Air transportation safety investigation A19A0055
The TSB has completed this investigation. The report was published on 27 April 2021.
Inadvertent descent during approach
Canadian Helicopters Offshore
Sikorsky S-92A (helicopter), C-GICB
Halifax, Nova Scotia, 155 NM ESE
View final report
On , at 1154 Atlantic Daylight Time, a Canadian Helicopters Offshore (CHO) Sikorsky S-92A helicopter (registration C-GICB, serial number 920121), departed from Halifax/Stanfield International Airport, Nova Scotia, on an instrument flight rules flight to the Thebaud Central Facility, approximately 155 nautical miles to the east-southeast. On board were 2 pilots and 11 passengers.

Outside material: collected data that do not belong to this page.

//! @ai:module:intent Request pacing for remote model APIs
//! @ai:module:layer infrastructure
//! @ai:module:public_api RateLimiter
//! @ai:module:stateless false

use std::time::{Duration, Instant};
use tokio::sync::Mutex;

/// @ai:intent Token bucket limiter shared by every call a client makes
pub struct RateLimiter {
    bucket: Mutex<Bucket>,
    requests_per_minute: u32,
}

struct Bucket {
    tokens: f64,
    refilled_at: Instant,
}

impl RateLimiter {
    /// @ai:intent Create a limiter; zero requests per minute disables pacing
    /// @ai:effects pure
    pub fn new(requests_per_minute: u32) -> Self {
        Self {
            bucket: Mutex::new(Bucket {
                tokens: requests_per_minute as f64,
                refilled_at: Instant::now(),
            }),
            requests_per_minute,
        }
    }

    fn per_second(&self) -> f64 {
        self.requests_per_minute as f64 / 60.0
    }

    /// @ai:intent Wait until a request slot is free, then take it
    /// @ai:effects state:write, time
    pub async fn acquire(&self) {
        if self.requests_per_minute == 0 {
            return;
        }

        loop {
            let wait = {
                let mut bucket = self.bucket.lock().await;
                let now = Instant::now();
                let refill = now.duration_since(bucket.refilled_at).as_secs_f64() * self.per_second();
                bucket.tokens = (bucket.tokens + refill).min(self.requests_per_minute as f64);
                bucket.refilled_at = now;

                if bucket.tokens >= 1.0 {
                    bucket.tokens -= 1.0;
                    return;
                }

                Duration::from_secs_f64((1.0 - bucket.tokens) / self.per_second())
            };

            tracing::debug!("Rate limit reached, waiting {:?}", wait);
            tokio::time::sleep(wait).await;
        }
    }
}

Two instrument approaches were attempted at the platform but both were unsuccessful due to low clouds and poor visibility. During the second missed approach, the flight crew acquired visual contact with the platform and elected to carry out a visual approach. Shortly after they commenced the visual approach, a high-rate-of-descent and low-airspeed condition developed in low-visibility conditions. During the descent, the helicopter’s engines were overtorqued, reaching a maximum value of 146%. The crew regained control of the aircraft and arrested the descent at approximately 13 feet above the water.

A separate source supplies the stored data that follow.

//! @ai:module:intent Model benchmark harness library
//! @ai:module:layer application
//! @ai:module:public_api config, corpus, error, evaluator, metrics, report, runner, store

pub mod config;
pub mod corpus;
pub mod error;
pub mod evaluator;
pub mod metrics;
pub mod report;
pub mod runner;
pub mod store;

pub use config::BenchmarkConfig;
pub use corpus::{BenchmarkTask, CorpusLoader, GroundTruth};
pub use error::ClientError;
pub use evaluator::{Evaluator, Score};
pub use metrics::{AggregatedMetrics, MetricsAggregator, MetricsByModel};
pub use report::ReportGenerator;
pub use runner::{BenchmarkRunner, ClientRegistry, ModelClient, Outcome};
pub use store::{ResultStore, RunResult};
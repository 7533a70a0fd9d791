//! @ai:module:intent Rubric-based heuristic scoring for open-ended tasks
//! @ai:module:layer domain
//! @ai:module:public_api QualitativeScorer, NO_CRITERIA_SCORE
//! @ai:module:stateless true

/// Score given when a task defines no rubric at all
pub const NO_CRITERIA_SCORE: f64 = 0.5;

/// Terms must be longer than this many characters to count
const MIN_TERM_CHARS: usize = 2;

/// @ai:intent Scores a completion by the fraction of rubric phrases it covers
pub struct QualitativeScorer;

impl QualitativeScorer {
    /// @ai:intent Create a new qualitative scorer
    /// @ai:effects pure
    pub fn new() -> Self {
        Self
    }

    /// @ai:intent Fraction of rubric phrases matched by the completion
    /// @ai:post result in [0.0, 1.0]
    /// @ai:example (None, _) -> 0.0
    /// @ai:example (Some(_), []) -> 0.5
    /// @ai:effects pure
    pub fn score(&self, completion: Option<&str>, criteria: &[String]) -> f64 {
        let Some(completion) = completion else {
            return 0.0;
        };

        if criteria.is_empty() {
            return NO_CRITERIA_SCORE;
        }

        let response = completion.to_lowercase();
        let matched = criteria
            .iter()
            .filter(|criterion| phrase_matches(&response, criterion))
            .count();

        matched as f64 / criteria.len() as f64
    }
}

impl Default for QualitativeScorer {
    fn default() -> Self {
        Self::new()
    }
}

/// @ai:intent Lowercased terms of a rubric phrase longer than two characters
/// @ai:effects pure
fn key_terms(criterion: &str) -> Vec<String> {
    criterion
        .to_lowercase()
        .replace(',', " ")
        .split_whitespace()
        .filter(|term| term.chars().count() > MIN_TERM_CHARS)
        .map(str::to_string)
        .collect()
}

/// @ai:intent A phrase matches when at least half of its terms occur in the response
/// @ai:pre response is lowercased
/// @ai:effects pure
fn phrase_matches(response: &str, criterion: &str) -> bool {
    let terms = key_terms(criterion);
    let hits = terms.iter().filter(|term| response.contains(term.as_str())).count();

    hits as f64 >= terms.len() as f64 * 0.5
}

#[cfg(test)]
mod tests {
    use super::*;

    fn criteria(items: &[&str]) -> Vec<String> {
        items.iter().map(|s| s.to_string()).collect()
    }

    #[test]
    fn test_two_of_three_criteria() {
        let scorer = QualitativeScorer::new();
        let rubric = criteria(&[
            "time complexity analysis",
            "uses hash set",
            "handles concurrency safely",
        ]);
        let completion = "The time complexity is O(n) because we use a hash set.";

        let score = scorer.score(Some(completion), &rubric);
        assert!((score - 2.0 / 3.0).abs() < 0.001);
    }

    #[test]
    fn test_empty_criteria_is_default() {
        let scorer = QualitativeScorer::new();
        assert_eq!(scorer.score(Some("anything"), &[]), 0.5);
    }

    #[test]
    fn test_null_completion_scores_zero() {
        let scorer = QualitativeScorer::new();
        assert_eq!(scorer.score(None, &criteria(&["clear structure"])), 0.0);
        assert_eq!(scorer.score(None, &[]), 0.0);
    }

    #[test]
    fn test_key_terms_drop_short_words_and_commas() {
        assert_eq!(
            key_terms("Uses a cache, or DB"),
            vec!["uses".to_string(), "cache".to_string()]
        );
    }

    #[test]
    fn test_half_threshold_is_inclusive() {
        let scorer = QualitativeScorer::new();
        let rubric = criteria(&["memory layout diagram"]);
        assert_eq!(scorer.score(Some("no match at all"), &rubric), 0.0);

        let rubric = criteria(&["memory layout"]);
        assert_eq!(scorer.score(Some("memory only"), &rubric), 1.0);
    }

    #[test]
    fn test_phrase_without_long_terms_always_matches() {
        let scorer = QualitativeScorer::new();
        assert_eq!(scorer.score(Some("unrelated"), &criteria(&["is ok"])), 1.0);
    }
}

During the subsequent hand-flown departure, a second inadvertent descent occurred but was rectified in a timely manner. The aircraft then returned to Halifax/Stanfield International Airport without further incident. The extent of the helicopter’s damage is unknown, as the helicopter has been removed from service. There were no injuries.
The investigation determined that during the final visual approach, the helicopter entered a low-energy state: it was flying at low airspeed with a high rate of descent, a nose-up pitch attitude, and at a low power setting. The helicopter’s low-energy state went undetected by the flight crew, who were focused on the helideck, which was sitting above the fog and in an area without a discernible horizon. The degraded visual environment (DVE) made it difficult for the pilots to recognize the unstable approach.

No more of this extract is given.